● **Action item**
Would you repeat the whole listing exactly?

● **Data to use**
++++++

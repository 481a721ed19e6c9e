use url::Url;

/// Path suffixes that mark image assets rather than crawlable pages
const IMAGE_SUFFIXES: &[&str] = &[".png", ".jpg", ".gif"];

/// Normalizes a raw href found on the page at `base_url`
///
/// # Normalization Steps
///
/// 1. If the href has no scheme, resolve it against `base_url`
///    (`/path`, `../path`, `path`, `?query` and `//host/path` forms)
/// 2. Cut the fragment, but only when `#` sits past position 1
/// 3. Reject image assets (`.png`, `.jpg`, `.gif`, case-sensitive)
/// 4. Remove exactly one trailing slash
/// 5. Reject the empty string
///
/// Hrefs that already carry a scheme are kept verbatim apart from steps 2-5,
/// so normalizing an absolute result a second time returns it unchanged.
///
/// # Arguments
///
/// * `href` - The raw `href` attribute value
/// * `base_url` - URL of the page the href was found on
///
/// # Returns
///
/// * `Some(String)` - The normalized URL
/// * `None` - The href should be skipped
///
/// # Examples
///
/// ```
/// use link_spider::url::normalize_href;
///
/// let url = normalize_href("/about/#team", "https://example.com/index.html");
/// assert_eq!(url.as_deref(), Some("https://example.com/about"));
///
/// assert_eq!(normalize_href("logo.png", "https://example.com/"), None);
/// ```
pub fn normalize_href(href: &str, base_url: &str) -> Option<String> {
    let mut url = if has_scheme(href) {
        href.to_string()
    } else {
        resolve_relative(href, base_url)?
    };

    strip_fragment(&mut url);

    if IMAGE_SUFFIXES.iter().any(|suffix| url.ends_with(suffix)) {
        return None;
    }

    if url.ends_with('/') {
        url.pop();
    }

    if url.is_empty() {
        return None;
    }

    Some(url)
}

/// Returns true if `href` starts with a URI scheme (`ALPHA *( ALPHA / DIGIT / "+" / "-" / "." ) ":"`)
pub fn has_scheme(href: &str) -> bool {
    let Some(colon) = href.find(':') else {
        return false;
    };

    let scheme = &href[..colon];
    let mut chars = scheme.chars();
    match chars.next() {
        Some(first) if first.is_ascii_alphabetic() => {}
        _ => return false,
    }

    chars.all(|c| c.is_ascii_alphanumeric() || matches!(c, '+' | '-' | '.'))
}

/// Cuts `#` and everything after it when the `#` is past position 1
fn strip_fragment(url: &mut String) {
    if let Some(pos) = url.find('#') {
        if pos > 1 {
            url.truncate(pos);
        }
    }
}

/// Resolves a scheme-less href against the base URL
fn resolve_relative(href: &str, base_url: &str) -> Option<String> {
    let base = match Url::parse(base_url) {
        Ok(base) => base,
        Err(e) => {
            tracing::debug!("Cannot resolve {:?}: bad base URL {}: {}", href, base_url, e);
            return None;
        }
    };

    match base.join(href) {
        Ok(joined) => Some(joined.to_string()),
        Err(e) => {
            tracing::debug!("Cannot resolve {:?} against {}: {}", href, base_url, e);
            None
        }
    }
}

++++++

● **Completed exercise**
repository 481a721ed19e6c9e
use url::Url;

/// Path suffixes that mark image assets rather than crawlable pages
const IMAGE_SUFFIXES: &[&str] = &[".png", ".jpg", ".gif"];

/// Normalizes a raw href found on the page at `base_url`
///
/// # Normalization Steps
///
/// 1. If the href has no scheme, resolve it against `base_url`
///    (`/path`, `../path`, `path`, `?query` and `//host/path` forms)
/// 2. Cut the fragment, but only when `#` sits past position 1
/// 3. Reject image assets (`.png`, `.jpg`, `.gif`, case-sensitive)
/// 4. Remove exactly one trailing slash
/// 5. Reject the empty string
///
/// Hrefs that already carry a scheme are kept verbatim apart from steps 2-5,
/// so normalizing an absolute result a second time returns it unchanged.
///
/// # Arguments
///
/// * `href` - The raw `href` attribute value
/// * `base_url` - URL of the page the href was found on
///
/// # Returns
///
/// * `Some(String)` - The normalized URL
/// * `None` - The href should be skipped
///
/// # Examples
///
/// ```
/// use link_spider::url::normalize_href;
///
/// let url = normalize_href("/about/#team", "https://example.com/index.html");
/// assert_eq!(url.as_deref(), Some("https://example.com/about"));
///
/// assert_eq!(normalize_href("logo.png", "https://example.com/"), None);
/// ```
pub fn normalize_href(href: &str, base_url: &str) -> Option<String> {
    let mut url = if has_scheme(href) {
        href.to_string()
    } else {
        resolve_relative(href, base_url)?
    };

    strip_fragment(&mut url);

    if IMAGE_SUFFIXES.iter().any(|suffix| url.ends_with(suffix)) {
        return None;
    }

    if url.ends_with('/') {
        url.pop();
    }

    if url.is_empty() {
        return None;
    }

    Some(url)
}

/// Returns true if `href` starts with a URI scheme (`ALPHA *( ALPHA / DIGIT / "+" / "-" / "." ) ":"`)
pub fn has_scheme(href: &str) -> bool {
    let Some(colon) = href.find(':') else {
        return false;
    };

    let scheme = &href[..colon];
    let mut chars = scheme.chars();
    match chars.next() {
        Some(first) if first.is_ascii_alphabetic() => {}
        _ => return false,
    }

    chars.all(|c| c.is_ascii_alphanumeric() || matches!(c, '+' | '-' | '.'))
}

/// Cuts `#` and everything after it when the `#` is past position 1
fn strip_fragment(url: &mut String) {
    if let Some(pos) = url.find('#') {
        if pos > 1 {
            url.truncate(pos);
        }
    }
}

/// Resolves a scheme-less href against the base URL
fn resolve_relative(href: &str, base_url: &str) -> Option<String> {
    let base = match Url::parse(base_url) {
        Ok(base) => base,
        Err(e) => {
            tracing::debug!("Cannot resolve {:?}: bad base URL {}: {}", href, base_url, e);
            return None;
        }
    };

    match base.join(href) {
        Ok(joined) => Some(joined.to_string()),
        Err(e) => {
            tracing::debug!("Cannot resolve {:?} against {}: {}", href, base_url, e);
            None
        }
    }
}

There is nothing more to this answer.